Hi, this is Phil Jeng Kane,
I asked Mr Trivia (now M. Le Trivia for some reason) for a bit of space on this blog to provide a lightning sketch of Edwin Lynch.
Yes, true to his last posting, Edwin is indeed a jock-wearing, shut-in weirdo who constantly peers through peepholes looking for a Godot-like postie. But he’s also a writer-director who studies performance and screenwriting; he networks with actors and filmmakers and has always kept up with filmmaking technology; he has a strong grasp on filmmaking skills, like how to break down and choreograph a scene.
Why the resume? Because it occurred to me that his self-portrait was an ATOMISED version of Edwin Lynch the writer and director. I probably wouldn’t work with Underpants Man and yet, in reality, I have worked with Ed for more than a decade.
Filmmakers are great storytellers. I realised recently that I’ve learnt to take most of what film people say, with a grain of salt. Not because they have lax moral or ethical standards, but because they see reality through an imaginative lens. They’re fantasists, embroiderers, hyperbolists, analysers, searchers-for-truth, attention-seekers, spin-doctors, entertainers and sometimes complete bull artists.
Filmmakers spend their lives looking to create a world, through writing, performance, directing, editing and post-production. After this process is complete, they might have a behind-the-scenes story to tell and this becomes part of the creation myth that they then use to publicise the film.
So there’s before-the-film, behind-the-film, during-the-film and after-the-film. Filmmakers will use all of it to persuade you to see that film and this will help them to make their next one. They love to tell a story.
There’s a line in the 1987 movie OUTRAGEOUS FORTUNE (not to be confused with the very funny New Zealand soap on Network Nine that SPAA protested against.) The 1987 film is an odd-couple pairing between Bette Midler and Shelly Long. Long plays a pretentious actor and to get under her skin, Midler’s character says “Actors are just bullshitters who get paid.”

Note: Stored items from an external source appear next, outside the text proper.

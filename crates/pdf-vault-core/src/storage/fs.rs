use async_trait::async_trait;
use chrono::Local;
use std::io::ErrorKind;
use std::path::PathBuf;
use tracing::{debug, info};

use super::BlobStore;
use super::naming::{generate_stored_name, validate_stored_name};
use crate::error::{Error, Result};

/// Blob store backed by a flat directory
#[derive(Debug, Clone)]
pub struct FsBlobStore {
    root: PathBuf,
}

impl FsBlobStore {
    /// Open a store rooted at `root`, creating the directory if needed.
    pub fn new(root: impl Into<PathBuf>) -> Result<Self> {
        let root = root.into();

        std::fs::create_dir_all(&root).map_err(|e| {
            Error::Storage(format!(
                "Failed to create storage directory {}: {}",
                root.display(),
                e
            ))
        })?;

        info!("File storage location: {}", root.display());

        Ok(Self { root })
    }

    fn resolve(&self, stored_name: &str) -> Result<PathBuf> {
        validate_stored_name(stored_name)?;
        Ok(self.root.join(stored_name))
    }
}

#[async_trait]
impl BlobStore for FsBlobStore {
    async fn store(&self, bytes: &[u8], original_name: &str) -> Result<String> {
        let stored_name = generate_stored_name(original_name, Local::now().naive_local())?;
        let path = self.root.join(&stored_name);

        tokio::fs::write(&path, bytes).await.map_err(|e| {
            Error::Storage(format!("Could not store file {original_name}: {e}"))
        })?;

        debug!("Stored {} ({} bytes) as {}", original_name, bytes.len(), stored_name);
        Ok(stored_name)
    }

    async fn load(&self, stored_name: &str) -> Result<Vec<u8>> {
        let path = self.resolve(stored_name)?;

        tokio::fs::read(&path).await.map_err(|e| match e.kind() {
            ErrorKind::NotFound => Error::BlobNotFound(stored_name.to_string()),
            _ => Error::Storage(format!("Could not read file {stored_name}: {e}")),
        })
    }

    async fn delete(&self, stored_name: &str) -> Result<()> {
        let path = self.resolve(stored_name)?;

        match tokio::fs::remove_file(&path).await {
            Ok(()) => {
                debug!("Deleted {}", stored_name);
                Ok(())
            }
            Err(e) if e.kind() == ErrorKind::NotFound => Ok(()),
            Err(e) => Err(Error::Storage(format!(
                "Could not delete file {stored_name}: {e}"
            ))),
        }
    }
}

#[cfg(test)]
#[allow(clippy::unwrap_used)]
mod tests {
    use super::*;

    #[tokio::test]
    async fn test_store_load_delete() {
        let dir = tempfile::tempdir().unwrap();
        let root = dir.path().join("pdfs");
        let store = FsBlobStore::new(&root).unwrap();

        let name = store.store(b"%PDF-1.4 body", "Spec Sheet.pdf").await.unwrap();
        assert!(name.starts_with("Spec_Sheet_"));
        assert!(root.join(&name).is_file());
        assert_eq!(store.load(&name).await.unwrap(), b"%PDF-1.4 body");

        store.delete(&name).await.unwrap();
        assert!(!root.join(&name).exists());

        // Idempotent
        store.delete(&name).await.unwrap();
    }

    #[tokio::test]
    async fn test_missing_blob() {
        let dir = tempfile::tempdir().unwrap();
        let store = FsBlobStore::new(dir.path()).unwrap();

        let err = store.load("gone_20240101_000000_deadbeef.pdf").await.unwrap_err();
        assert!(matches!(err, Error::BlobNotFound(_)));
    }

    #[tokio::test]
    async fn test_traversal_rejected_on_every_operation() {
        let dir = tempfile::tempdir().unwrap();
        let store = FsBlobStore::new(dir.path().join("root")).unwrap();
        std::fs::write(dir.path().join("secret.pdf"), b"secret").unwrap();

        assert!(matches!(
            store.load("../secret.pdf").await,
            Err(Error::InvalidPath(_))
        ));
        assert!(matches!(
            store.delete("../secret.pdf").await,
            Err(Error::InvalidPath(_))
        ));
        assert!(matches!(
            store.store(b"x", "../secret.pdf").await,
            Err(Error::InvalidPath(_))
        ));
        assert!(dir.path().join("secret.pdf").exists());
    }
}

All filmmakers need a bit of the bullshitter in them. And with any luck one will get paid. It's not considered an adult occupation because it calls on all the skills and imagination you used in order to play when you were a child. And therefore its not fully respectable until you get paid. But who wants to be respectable anyway?
Phil Jeng Kane
C/- Mr Trivia
P.S. Of course, I’m an unreliable narrator, myself. I often use a pseudonym and don’t even reveal as much in print about myself as Edwin does. But one day I just might.
Until then I have ventriloquism and my addiction to prescription painkillers to sustain me.